Stored items from a collection
================================

use crate::error::SessionError;

/// Lifecycle state of the session.
///
/// ```text
/// Uninitialized -> Initializing -> Authenticated | Unauthenticated | InitError
/// Authenticated -> Authenticated   (token refreshed)
/// Authenticated -> Unauthenticated (logout, or refresh failed)
/// ```
///
/// `Unauthenticated` and `InitError` are only left through an explicit login.
#[derive(Debug, Clone, Copy, PartialEq, Eq, Default)]
pub enum SessionState {
    #[default]
    Uninitialized,
    Initializing,
    Authenticated,
    Unauthenticated,
    InitError,
}

impl SessionState {
    pub fn is_authenticated(self) -> bool {
        matches!(self, SessionState::Authenticated)
    }

    /// `true` until the identity provider answered the initial session check.
    pub fn is_loading(self) -> bool {
        matches!(
            self,
            SessionState::Uninitialized | SessionState::Initializing
        )
    }

    /// Whether the identity provider client was successfully initialized.
    pub(crate) fn is_provider_ready(self) -> bool {
        matches!(
            self,
            SessionState::Authenticated | SessionState::Unauthenticated
        )
    }
}

/// Identifies one authentication session.
///
/// Not orderable. Two versions are only ever compared for equality, which still holds after the
/// counter wrapped around.
#[derive(Debug, PartialEq, Eq, Clone, Copy)]
pub struct SessionVersion(u64);

impl SessionVersion {
    pub const ZERO: SessionVersion = SessionVersion(0);

    pub fn increment(self) -> Self {
        SessionVersion(self.0.wrapping_add(1))
    }
}

impl Default for SessionVersion {
    fn default() -> Self {
        Self::ZERO
    }
}

/// Result of a token refresh attempt.
#[derive(Debug, Clone, Copy, PartialEq, Eq)]
pub enum RefreshOutcome {
    /// The provider issued a new token. It is now held by the token store.
    Refreshed,

    /// The current token still had enough validity left. Nothing changed.
    StillValid,

    /// Refreshing was not possible. The session is (or already was) unauthenticated.
    Failed,
}

impl RefreshOutcome {
    /// Whether a request rejected with the previous token is worth retrying.
    pub fn allows_retry(self) -> bool {
        matches!(self, RefreshOutcome::Refreshed | RefreshOutcome::StillValid)
    }
}

/// Read-only view of the session, handed to observers after every transition.
#[derive(Debug, Clone, PartialEq, Eq)]
pub struct SessionSnapshot {
    pub state: SessionState,
    pub version: SessionVersion,
    pub has_token: bool,
    pub expiry_epoch_seconds: Option<i64>,
    pub last_error: Option<SessionError>,
}

#[cfg(test)]
mod tests {
    use assertr::prelude::*;

    use super::*;

    #[test]
    fn session_version_default_is_zero() {
        assert_that(SessionVersion::default()).is_equal_to(SessionVersion::ZERO);
        assert_that(SessionVersion::ZERO).is_equal_to(SessionVersion(0));
    }

    #[test]
    fn session_version_increment() {
        let v = SessionVersion(0);
        assert_that(v.increment()).is_equal_to(SessionVersion(1));
    }

    #[test]
    fn session_version_increment_wraps_around() {
        let v = SessionVersion(u64::MAX);
        assert_that(v.increment()).is_equal_to(SessionVersion(0));
    }

    #[test]
    fn only_authenticated_is_authenticated() {
        assert_that(SessionState::Authenticated.is_authenticated()).is_true();
        assert_that(SessionState::Unauthenticated.is_authenticated()).is_false();
        assert_that(SessionState::InitError.is_authenticated()).is_false();
        assert_that(SessionState::Initializing.is_authenticated()).is_false();
    }

    #[test]
    fn loading_until_provider_answered() {
        assert_that(SessionState::default().is_loading()).is_true();
        assert_that(SessionState::Initializing.is_loading()).is_true();
        assert_that(SessionState::Unauthenticated.is_loading()).is_false();
        assert_that(SessionState::InitError.is_loading()).is_false();
    }

    #[test]
    fn failed_refresh_forbids_retry() {
        assert_that(RefreshOutcome::Refreshed.allows_retry()).is_true();
        assert_that(RefreshOutcome::StillValid.allows_retry()).is_true();
        assert_that(RefreshOutcome::Failed.allows_retry()).is_false();
    }
}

================================

- **Exercise objective**:
Reproduce every record above exactly as it is written.

- **Your response**:
use crate::error::SessionError;

/// Lifecycle state of the session.
///
/// ```text
/// Uninitialized -> Initializing -> Authenticated | Unauthenticated | InitError
/// Authenticated -> Authenticated   (token refreshed)
/// Authenticated -> Unauthenticated (logout, or refresh failed)
/// ```
///
/// `Unauthenticated` and `InitError` are only left through an explicit login.
#[derive(Debug, Clone, Copy, PartialEq, Eq, Default)]
pub enum SessionState {
    #[default]
    Uninitialized,
    Initializing,
    Authenticated,
    Unauthenticated,
    InitError,
}

impl SessionState {
    pub fn is_authenticated(self) -> bool {
        matches!(self, SessionState::Authenticated)
    }

    /// `true` until the identity provider answered the initial session check.
    pub fn is_loading(self) -> bool {
        matches!(
            self,
            SessionState::Uninitialized | SessionState::Initializing
        )
    }

    /// Whether the identity provider client was successfully initialized.
    pub(crate) fn is_provider_ready(self) -> bool {
        matches!(
            self,
            SessionState::Authenticated | SessionState::Unauthenticated
        )
    }
}

/// Identifies one authentication session.
///
/// Not orderable. Two versions are only ever compared for equality, which still holds after the
/// counter wrapped around.
#[derive(Debug, PartialEq, Eq, Clone, Copy)]
pub struct SessionVersion(u64);

impl SessionVersion {
    pub const ZERO: SessionVersion = SessionVersion(0);

    pub fn increment(self) -> Self {
        SessionVersion(self.0.wrapping_add(1))
    }
}

impl Default for SessionVersion {
    fn default() -> Self {
        Self::ZERO
    }
}

/// Result of a token refresh attempt.
#[derive(Debug, Clone, Copy, PartialEq, Eq)]
pub enum RefreshOutcome {
    /// The provider issued a new token. It is now held by the token store.
    Refreshed,

    /// The current token still had enough validity left. Nothing changed.
    StillValid,

    /// Refreshing was not possible. The session is (or already was) unauthenticated.
    Failed,
}

impl RefreshOutcome {
    /// Whether a request rejected with the previous token is worth retrying.
    pub fn allows_retry(self) -> bool {
        matches!(self, RefreshOutcome::Refreshed | RefreshOutcome::StillValid)
    }
}

/// Read-only view of the session, handed to observers after every transition.
#[derive(Debug, Clone, PartialEq, Eq)]
pub struct SessionSnapshot {
    pub state: SessionState,
    pub version: SessionVersion,
    pub has_token: bool,
    pub expiry_epoch_seconds: Option<i64>,
    pub last_error: Option<SessionError>,
}

#[cfg(test)]
mod tests {
    use assertr::prelude::*;

    use super::*;

    #[test]
    fn session_version_default_is_zero() {
        assert_that(SessionVersion::default()).is_equal_to(SessionVersion::ZERO);
        assert_that(SessionVersion::ZERO).is_equal_to(SessionVersion(0));
    }

    #[test]
    fn session_version_increment() {
        let v = SessionVersion(0);
        assert_that(v.increment()).is_equal_to(SessionVersion(1));
    }

    #[test]
    fn session_version_increment_wraps_around() {
        let v = SessionVersion(u64::MAX);
        assert_that(v.increment()).is_equal_to(SessionVersion(0));
    }

    #[test]
    fn only_authenticated_is_authenticated() {
        assert_that(SessionState::Authenticated.is_authenticated()).is_true();
        assert_that(SessionState::Unauthenticated.is_authenticated()).is_false();
        assert_that(SessionState::InitError.is_authenticated()).is_false();
        assert_that(SessionState::Initializing.is_authenticated()).is_false();
    }

    #[test]
    fn loading_until_provider_answered() {
        assert_that(SessionState::default().is_loading()).is_true();
        assert_that(SessionState::Initializing.is_loading()).is_true();
        assert_that(SessionState::Unauthenticated.is_loading()).is_false();
        assert_that(SessionState::InitError.is_loading()).is_false();
    }

    #[test]
    fn failed_refresh_forbids_retry() {
        assert_that(RefreshOutcome::Refreshed.allows_retry()).is_true();
        assert_that(RefreshOutcome::StillValid.allows_retry()).is_true();
        assert_that(RefreshOutcome::Failed.allows_retry()).is_false();
    }
}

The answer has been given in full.